Nadie iba al cine a ver “Raza”. Guión de Franco, dirección de José Luis Sáenz de Heredia (luego hizo “Franco, ese hombre”). Sin embargo, este favorito del régimen (uno de los Primo de Rivera) hizo algunas de las mejores películas cuando se le pasó el primer furor; él y Rafael Gil, además de los citados antes.
La guerra: la están perdiendo... ¿Había tenido suerte Franco, había sido extraordinariamente hábil, o capaz de jugar a dos barajas? Los aliados desembarcan en África del Norte (¿consiguió Franco que no fuera en España? ¿Lo consiguió Oliveira Salazar?). Montgomery avanza hacia Egipto, liberación de Leningrado, desembarco en Sicilia, incapacitación y detención de Mussolini (creación del “fascismo republicano”).
Y Franco cambia de estatuto: volvemos a la neutralidad, después de haber pasado por la no beligerancia. Mientras negocia secretamente con los aliados, pronuncia en Sevilla el discurso del “millón de bayonetas” que enviaría para defender Berlín (en el momento oportuno se las enfundó). Siempre trata de favorecer a sus aliados: trata de negociar la paz y comienza ardorosamente a explicar la diferencia entre el comunismo y las democracias: si hubiera una alianza con Hitler, contra Rusia... Es lo último que intentará, después, Rudolf Hess, volando a Inglaterra. Hitler en la Cancillería, sus militares de carrera contra el propio Hitler... Nadie va a caer en esa trampa; pero Franco puede ser útil para el anticomunismo de después. Le felicitan Churchill y Roosevelt. Aun así, hay que retirar los últimos de la División Azul en 1945... Se acabó la guerra...
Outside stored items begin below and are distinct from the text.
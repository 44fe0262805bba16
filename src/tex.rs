//! Citation index: extraction and rewriting of citation commands in
//! LaTeX sources.
//!
//! Any command whose name contains `cite` (`\cite`, `\citep`,
//! `\autocite`, and friends) followed by a brace-delimited,
//! comma-separated key list is recognized by a single pattern. Rewriting
//! substitutes keys through a rename mapping and collapses duplicate
//! targets within one command's key list, preserving first-occurrence
//! order.

use std::collections::HashSet;
use std::fs;
use std::path::{Path, PathBuf};
use std::sync::LazyLock;

use tracing::{info, warn};

use crate::RenameMap;
use crate::normalize::normalize_unicode;
use crate::regex::{Captures, Regex};

static CITE_COMMAND: LazyLock<Regex> =
    LazyLock::new(|| Regex::new(r"\\[A-Za-z]*cite[a-zA-Z]*\{([^}]+)\}").unwrap());

/// Extracts the normalized citation keys referenced in `content`.
#[must_use]
pub fn extract_citations(content: &str) -> HashSet<String> {
    let mut keys = HashSet::new();
    for caps in CITE_COMMAND.captures_iter(content) {
        for key in caps[1].split(',') {
            if let Some(normalized) = normalize_unicode(key.trim()) {
                keys.insert(normalized);
            }
        }
    }
    keys
}

/// Reads a `.tex` file and extracts its citation keys.
///
/// An unreadable file yields an empty set; the condition is logged, not
/// raised, because citation extraction is never a fatal step.
#[must_use]
pub fn extract_citations_from_tex(path: &Path) -> HashSet<String> {
    match fs::read_to_string(path) {
        Ok(content) => extract_citations(&content),
        Err(err) => {
            warn!(file = %path.display(), %err, "could not read tex source");
            HashSet::new()
        }
    }
}

/// Rewrites every citation command in `content` through `mapping`.
///
/// Keys absent from the mapping are left untouched. After substitution the
/// key list of each command is de-duplicated, keeping the first
/// occurrence. Returns the new content and whether anything changed.
///
/// # Examples
///
/// ```
/// use bibcurate::{RenameMap, tex::rewrite_citations};
///
/// let mapping: RenameMap = [
///     ("X".to_string(), "K".to_string()),
///     ("Y".to_string(), "K".to_string()),
/// ]
/// .into();
/// let (out, changed) = rewrite_citations(r"\cite{X,Y,Z}", &mapping);
/// assert_eq!(out, r"\cite{K, Z}");
/// assert!(changed);
/// ```
#[must_use]
pub fn rewrite_citations(content: &str, mapping: &RenameMap) -> (String, bool) {
    if mapping.is_empty() {
        return (content.to_string(), false);
    }
    let rewritten = CITE_COMMAND.replace_all(content, |caps: &Captures| {
        let full = &caps[0];
        let mut seen = HashSet::new();
        let mut keys = Vec::new();
        for key in caps[1].split(',') {
            let key = key.trim();
            let target = normalize_unicode(key)
                .and_then(|k| mapping.get(&k).cloned())
                .unwrap_or_else(|| key.to_string());
            if seen.insert(target.clone()) {
                keys.push(target);
            }
        }
        // rebuild from the command prefix so key text can never collide
        // with the command name
        let brace = full.find('{').unwrap_or(full.len());
        format!("{}{{{}}}", &full[..brace], keys.join(", "))
    });
    let changed = rewritten != content;
    (rewritten.into_owned(), changed)
}

/// Rewrites citation keys across a collection of `.tex` files.
///
/// Files that cannot be read or written are logged and skipped; the
/// remaining files are still processed.
pub fn update_tex_citations(tex_files: &[PathBuf], mapping: &RenameMap) {
    if mapping.is_empty() {
        return;
    }
    for path in tex_files {
        let content = match fs::read_to_string(path) {
            Ok(content) => content,
            Err(err) => {
                warn!(file = %path.display(), %err, "could not read tex source");
                continue;
            }
        };
        let (updated, changed) = rewrite_citations(&content, mapping);
        if !changed {
            continue;
        }
        match fs::write(path, updated) {
            Ok(()) => info!(file = %path.display(), "updated citations"),
            Err(err) => warn!(file = %path.display(), %err, "could not rewrite tex source"),
        }
    }
}

#[cfg(test)]
mod tests {
    use super::*;
    use pretty_assertions::assert_eq;

    fn mapping(pairs: &[(&str, &str)]) -> RenameMap {
        pairs
            .iter()
            .map(|(a, b)| ((*a).to_string(), (*b).to_string()))
            .collect()
    }

    #[test]
    fn test_extract_citations_variants() {
        let content = r"
            Intro \cite{Alpha2020} and \citep{beta, gamma}.
            Also \autocite{delta} plus \textcite{epsilon}.
            Not a citation: \cited-out prose.
        ";
        let keys = extract_citations(content);
        for expected in ["Alpha2020", "beta", "gamma", "delta", "epsilon"] {
            assert!(keys.contains(expected), "missing {expected}");
        }
        assert_eq!(keys.len(), 5);
    }

    #[test]
    fn test_rewrite_collapses_merged_keys() {
        let map = mapping(&[("X", "K"), ("Y", "K")]);
        let (out, changed) = rewrite_citations(r"\cite{X,Y,Z}", &map);
        assert_eq!(out, r"\cite{K, Z}");
        assert!(changed);
    }

    #[test]
    fn test_rewrite_preserves_command_name() {
        let map = mapping(&[("old", "New2020")]);
        let (out, _) = rewrite_citations(r"\parencite{old} and \citeauthor{old}", &map);
        assert_eq!(out, r"\parencite{New2020} and \citeauthor{New2020}");
    }

    #[test]
    fn test_rewrite_leaves_unmapped_keys() {
        let map = mapping(&[("a", "b")]);
        let (out, changed) = rewrite_citations(r"\cite{x, y}", &map);
        assert_eq!(out, r"\cite{x, y}");
        assert!(!changed);
    }

    #[test]
    fn test_rewrite_key_named_like_command() {
        // a key that contains "cite" must not clobber the command name
        let map = mapping(&[("cite", "Ref2020")]);
        let (out, _) = rewrite_citations(r"\cite{cite}", &map);
        assert_eq!(out, r"\cite{Ref2020}");
    }

    #[test]
    fn test_update_tex_citations_on_disk() {
        let dir = tempfile::tempdir().unwrap();
        let path = dir.path().join("main.tex");
        std::fs::write(&path, r"Before \cite{foo,Bar2020} after.").unwrap();

        update_tex_citations(&[path.clone()], &mapping(&[("foo", "Bar2020")]));

        let content = std::fs::read_to_string(&path).unwrap();
        assert_eq!(content, r"Before \cite{Bar2020} after.");
    }
}
//! Entry store: one bibliography file loaded into a mutable entry list.
//!
//! Parsing is delegated to the `biblatex` crate; serialization is done
//! here so the on-disk field order stays stable across runs. Writing goes
//! through a temporary file plus rename to avoid partial writes on crash.
//!
//! # Example
//!
//! ```no_run
//! use bibcurate::BibFile;
//!
//! let mut file = BibFile::read("references.bib").unwrap();
//! if let Some(entry) = file.entries_mut().first_mut() {
//!     entry.set("year", "2024");
//! }
//! file.write().unwrap();
//! ```

use std::fs;
use std::path::{Path, PathBuf};

use biblatex::{Bibliography, ChunksExt};
use indexmap::IndexMap;

use crate::normalize::normalize_unicode;
use crate::{CurationError, Entry, Result};

/// Common fields serialized first, in this order. Anything else follows in
/// the order it is stored on the entry.
const DISPLAY_ORDER: [&str; 10] = [
    "title",
    "author",
    "journal",
    "year",
    "volume",
    "number",
    "pages",
    "doi",
    "url",
    "publisher",
];

/// A bibliography file and its parsed entries, in document order.
#[derive(Debug, Clone)]
pub struct BibFile {
    path: PathBuf,
    entries: Vec<Entry>,
}

impl BibFile {
    /// Loads and parses a bibliography file.
    ///
    /// # Errors
    ///
    /// Returns [`CurationError::Parse`] when the file cannot be read or its
    /// syntax cannot be interpreted. Callers in the curation workflow treat
    /// both the same way: skip the file and continue.
    pub fn read(path: impl Into<PathBuf>) -> Result<Self> {
        let path = path.into();
        let content = fs::read_to_string(&path).map_err(|err| CurationError::Parse {
            path: path.clone(),
            message: err.to_string(),
        })?;
        let bibliography =
            Bibliography::parse(&content).map_err(|err| CurationError::Parse {
                path: path.clone(),
                message: err.to_string(),
            })?;
        let entries = bibliography.iter().map(convert_entry).collect();
        Ok(Self { path, entries })
    }

    /// Builds a store from already-constructed entries, mostly for tests
    /// and for callers that assemble bibliographies programmatically.
    #[must_use]
    pub fn from_entries(path: impl Into<PathBuf>, entries: Vec<Entry>) -> Self {
        Self {
            path: path.into(),
            entries,
        }
    }

    #[must_use]
    pub fn path(&self) -> &Path {
        &self.path
    }

    #[must_use]
    pub fn entries(&self) -> &[Entry] {
        &self.entries
    }

    pub fn entries_mut(&mut self) -> &mut Vec<Entry> {
        &mut self.entries
    }

    #[must_use]
    pub fn len(&self) -> usize {
        self.entries.len()
    }

    #[must_use]
    pub fn is_empty(&self) -> bool {
        self.entries.is_empty()
    }

    /// Removes and returns the entry at `index`.
    pub fn remove_entry(&mut self, index: usize) -> Entry {
        self.entries.remove(index)
    }

    /// Keeps only the entries for which `keep` returns true.
    pub fn retain_entries(&mut self, keep: impl FnMut(&Entry) -> bool) {
        self.entries.retain(keep);
    }

    /// Index of the first entry whose normalized key equals `normalized_key`.
    #[must_use]
    pub fn position_of_key(&self, normalized_key: &str) -> Option<usize> {
        self.entries
            .iter()
            .position(|e| normalize_unicode(&e.key).as_deref() == Some(normalized_key))
    }

    /// Applies `transform` to every field value of every entry.
    ///
    /// The transform returns `Some(new_value)` to replace a value and
    /// `None` to leave it untouched. Returns the number of fields changed.
    pub fn transform_fields(&mut self, transform: impl Fn(&str) -> Option<String>) -> usize {
        let mut changed = 0;
        for entry in &mut self.entries {
            for value in entry.fields.values_mut() {
                if let Some(replacement) = transform(value)
                    && replacement != *value
                {
                    *value = replacement;
                    changed += 1;
                }
            }
        }
        changed
    }

    /// Serializes the entries back to the file.
    ///
    /// Writes to a sibling temporary file first, then renames it over the
    /// target, so a crash mid-write cannot leave a truncated bibliography.
    ///
    /// # Errors
    ///
    /// Returns [`CurationError::Write`] on any I/O failure.
    pub fn write(&self) -> Result<()> {
        let rendered = self.render();
        let tmp = self.path.with_extension("bib.tmp");
        fs::write(&tmp, rendered)
            .and_then(|()| fs::rename(&tmp, &self.path))
            .map_err(|err| CurationError::Write {
                path: self.path.clone(),
                message: err.to_string(),
            })
    }

    /// Renders all entries to BibTeX source.
    #[must_use]
    pub fn render(&self) -> String {
        let mut out = String::new();
        for entry in &self.entries {
            out.push_str(&render_entry(entry));
            out.push('\n');
        }
        out
    }
}

fn convert_entry(entry: &biblatex::Entry) -> Entry {
    let mut fields = IndexMap::with_capacity(entry.fields.len());
    for (name, chunks) in &entry.fields {
        fields.insert(name.clone(), chunks.format_verbatim());
    }
    Entry {
        key: entry.key.clone(),
        entry_type: entry.entry_type.to_string().to_lowercase(),
        fields,
    }
}

fn render_entry(entry: &Entry) -> String {
    let mut out = format!("@{}{{{},\n", entry.entry_type, entry.key);
    for name in DISPLAY_ORDER {
        if let Some(value) = entry.get(name) {
            render_field(&mut out, name, value);
        }
    }
    for (name, value) in &entry.fields {
        if !DISPLAY_ORDER.contains(&name.as_str()) {
            render_field(&mut out, name, value);
        }
    }
    out.push_str("}\n");
    out
}

fn render_field(out: &mut String, name: &str, value: &str) {
    out.push_str("  ");
    out.push_str(name);
    out.push_str(" = {");
    out.push_str(value);
    out.push_str("},\n");
}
Todo cambia, el escenario es otro: ya se percibe el saludo fascista, ya se rompen relaciones con Japón, ya se abandona Francia. Se acabaron aquellos amigos. Pierre Laval, presidente del Consejo francés, colaboracionista, se refugia en España, y Franco le entrega al tribunal, que le condenará a muerte y le fusilará. Y a Maurrás, que pasará años en la cárcel.
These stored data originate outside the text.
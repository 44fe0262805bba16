//! High-level curation workflows.
//!
//! [`curate_bibliography`] sequences the per-file repairs, the external
//! tools, the duplicate-resolution engine, and citation propagation:
//!
//! 1. per-file processing (backup, metadata update, repairs, formatting)
//! 2. key hygiene (sanitize, standardize) with immediate `.tex` rewriting
//! 3. unused-entry pruning
//! 4. cross-file same-key copy removal
//! 5. same-key content synchronization
//! 6. DOI consolidation, then `.tex` rewriting
//! 7. title consolidation, then `.tex` rewriting
//! 8. a final formatting and repair pass
//!
//! Every step is best-effort at file granularity; the workflow always
//! processes all requested files and reports what it could not do.

use std::collections::HashSet;
use std::fs;
use std::path::{Path, PathBuf};

use tracing::{info, warn};

use crate::abbrev::{AbbreviationTable, default_table};
use crate::{BibFile, RenameMap, Result, dedupe, fixes, keys, project, tex, tools};

/// Environment variable that disables the external-tool steps for a run.
pub const NO_TOOLS_ENV: &str = "BIBCURATE_NO_TOOLS";

/// Knobs for a curation run.
#[derive(Debug, Clone)]
pub struct CurateOptions {
    /// Create a persistent `.bib.backup` sibling before touching a file.
    pub create_backups: bool,
    /// Do not modify citation keys (skips sanitization, standardization,
    /// and the key-renaming consolidation passes).
    pub preserve_keys: bool,
    /// Invoke the external metadata and formatter tools.
    pub use_external_tools: bool,
}

impl Default for CurateOptions {
    fn default() -> Self {
        Self {
            create_backups: true,
            preserve_keys: false,
            use_external_tools: true,
        }
    }
}

/// Copies `path` to a persistent `.bib.backup` sibling.
///
/// # Errors
///
/// Returns an error if the copy fails.
pub fn create_backup(path: &Path) -> Result<PathBuf> {
    let backup = path.with_extension("bib.backup");
    fs::copy(path, &backup)?;
    info!(backup = %backup.display(), "created backup");
    Ok(backup)
}

fn report_outcome(step: &str, outcome: &tools::ToolOutcome) {
    match outcome {
        tools::ToolOutcome::Updated => info!("{step} completed"),
        tools::ToolOutcome::Skipped(reason) => warn!(reason = %reason, "{step} skipped"),
        tools::ToolOutcome::Failed(reason) => warn!(reason = %reason, "{step} had issues"),
        tools::ToolOutcome::RolledBack(reason) => {
            warn!(reason = %reason, "{step} rolled back");
        }
    }
}

/// Applies the raw-text repairs that must run before parsing.
fn apply_source_fixes(path: &Path) -> usize {
    let mut changed = 0;
    for result in [
        fixes::fix_invalid_utf8_bytes(path),
        fixes::fix_html_entities(path),
        fixes::fix_problematic_unicode(path),
    ] {
        match result {
            Ok(count) => changed += count,
            Err(err) => warn!(file = %path.display(), %err, "source repair failed"),
        }
    }
    changed
}

/// Applies the entry-level repairs to a loaded file.
fn apply_entry_fixes(file: &mut BibFile, table: &AbbreviationTable) -> usize {
    let mut changed = 0;
    changed += fixes::fix_malformed_author_fields(file);
    changed += fixes::remove_accents_from_names(file);
    changed += fixes::abbreviate_journal_names(file, table);
    changed += fixes::fix_unescaped_percent(file);
    changed += fixes::normalize_keyword_fields(file);
    changed += fixes::fix_legacy_year_fields(file);
    changed += fixes::fix_legacy_month_fields(file);
    changed
}

/// Loads `path`, applies the entry-level repairs, and writes back if
/// anything changed. This is the single adapter between path-based
/// callers and the `&mut BibFile` repair signatures.
fn repair_entries_on_disk(path: &Path, table: &AbbreviationTable) {
    match BibFile::read(path) {
        Ok(mut file) => {
            if apply_entry_fixes(&mut file, table) > 0
                && let Err(err) = file.write()
            {
                warn!(file = %path.display(), %err, "could not persist repairs");
            }
        }
        Err(err) => warn!(%err, "skipping entry-level repairs"),
    }
}

/// Applies the standard series of fixes and tool invocations to one file.
pub fn process_bib_file(
    path: &Path,
    options: &CurateOptions,
    toolchain: &tools::Toolchain,
    table: &AbbreviationTable,
) {
    info!(file = %path.display(), "processing bibliography");
    if options.create_backups
        && let Err(err) = create_backup(path)
    {
        warn!(%err, "could not create backup");
    }
    if options.use_external_tools {
        report_outcome("metadata update", &tools::update_metadata(path, toolchain));
        report_outcome(
            "journal abbreviation",
            &tools::abbreviate_journals(path, toolchain),
        );
    } else {
        info!("skipping external tool steps");
    }
    apply_source_fixes(path);
    repair_entries_on_disk(path, table);
    if options.use_external_tools {
        report_outcome("formatting", &tools::format_file(path, toolchain));
    }
    if let Err(err) = fixes::uncomment_entries(path) {
        warn!(file = %path.display(), %err, "could not recover commented entries");
    }
    info!(file = %path.display(), "completed processing");
}

/// Loads every parsable bibliography, skipping failures with a warning.
fn load_all(bib_files: &[PathBuf]) -> Vec<BibFile> {
    let mut files = Vec::with_capacity(bib_files.len());
    for path in bib_files {
        match BibFile::read(path) {
            Ok(file) => files.push(file),
            Err(err) => warn!(%err, "skipping unparsable bibliography"),
        }
    }
    files
}

/// Runs the full curation workflow on a list of files.
pub fn curate_bibliography(root: &Path, bib_files: &[PathBuf], options: &CurateOptions) {
    info!("starting bibliography curation");
    let mut options = options.clone();
    if std::env::var_os(NO_TOOLS_ENV).is_some() {
        options.use_external_tools = false;
    }
    let toolchain = tools::Toolchain::default();
    let table = default_table();

    for path in bib_files {
        process_bib_file(path, &options, &toolchain, table);
    }

    let tex_files = project::collect_tex_files(root);

    if !options.preserve_keys {
        let has_main = tex_files
            .iter()
            .any(|t| t.file_name().is_some_and(|n| n == "main.tex"));
        if has_main {
            info!("key standardization will run (main.tex present)");
        } else {
            info!("skipping citation key standardization (no main.tex found)");
        }

        let mut renames = RenameMap::new();
        for path in bib_files {
            match BibFile::read(path) {
                Ok(mut file) => {
                    let mut mapping = keys::sanitize_citation_keys(&mut file);
                    if has_main {
                        for (old, new) in keys::standardize_citation_keys(&mut file) {
                            mapping.entry(old).or_insert(new);
                        }
                    }
                    if mapping.is_empty() {
                        continue;
                    }
                    if let Err(err) = file.write() {
                        warn!(%err, "could not persist key changes");
                        continue;
                    }
                    for (old, new) in mapping {
                        renames.entry(old).or_insert(new);
                    }
                }
                Err(err) => warn!(%err, "skipping key hygiene"),
            }
        }
        tex::update_tex_citations(&tex_files, &renames);
    }

    let mut files = load_all(bib_files);

    let mut cited: HashSet<String> = HashSet::new();
    for path in &tex_files {
        cited.extend(tex::extract_citations_from_tex(path));
    }

    dedupe::remove_unused_entries(&mut files, &cited);
    dedupe::remove_duplicate_entries_across_files(&mut files);
    dedupe::synchronize_duplicates(&mut files);

    if !options.preserve_keys {
        let doi_renames = dedupe::consolidate_duplicate_dois(&mut files);
        tex::update_tex_citations(&tex_files, &doi_renames);
        let title_renames = dedupe::consolidate_duplicate_titles(&mut files);
        tex::update_tex_citations(&tex_files, &title_renames);
    }

    // final formatting and fix pass after everything settles
    for path in bib_files {
        if options.use_external_tools {
            report_outcome("formatting", &tools::format_file(path, &toolchain));
        }
        apply_source_fixes(path);
        repair_entries_on_disk(path, table);
        if let Err(err) = fixes::uncomment_entries(path) {
            warn!(file = %path.display(), %err, "could not recover commented entries");
        }
        info!(file = %path.display(), "all fixes applied");
    }

    info!("curation complete");
}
El hecho de que termine la guerra mundial no significa que termine la posguerra en España: dura ya seis años. Durará mucho más. Únicamente, que se empieza a contar un poco lo que sucede. Lo cuenta Carmen Laforet en “Nada”, la novela que inaugura la gran serie del Premio Nadal, y Buero Vallejo con “Historia de una escalera”: era un pintor comunista condenado a muerte, indultado, y de pronto escritor de teatro (cuando le dieron el Premio Lope de Vega no sabían quién era; me explicó un jurado, Alfredo Marqueríe, que cuando se enteraron quisieron quitárselo, pero ya era imposible). Y una película, “Surcos”, de Nieves Conde. Todas relataban el hambre, el desamor, la desesperanza.
Aún había de llegar la desesperanza definitiva. Al principio de esta guerra civil, Malraux, aviador de la República Española (durante la guerra mundial, combatiente de la Resistencia francesa), había escrito “L'Espoir”; España, alzada contra el fascismo, significaba la gran esperanza de Europa. Ahora, terminada ya la guerra, cambiada la escenografia y los figurines de Franco, algunos de sus hombres, se publicaba un libro anónimo en París (con seudónimo Juan Hermanos) que se titulaba “La fin de l'espoir”. El final de todo: la guerra mundial había fallado, empezaba la guerra fría, y todo seguía igual en la Península. Llevaba prólogo de Jean-Paul Sartre.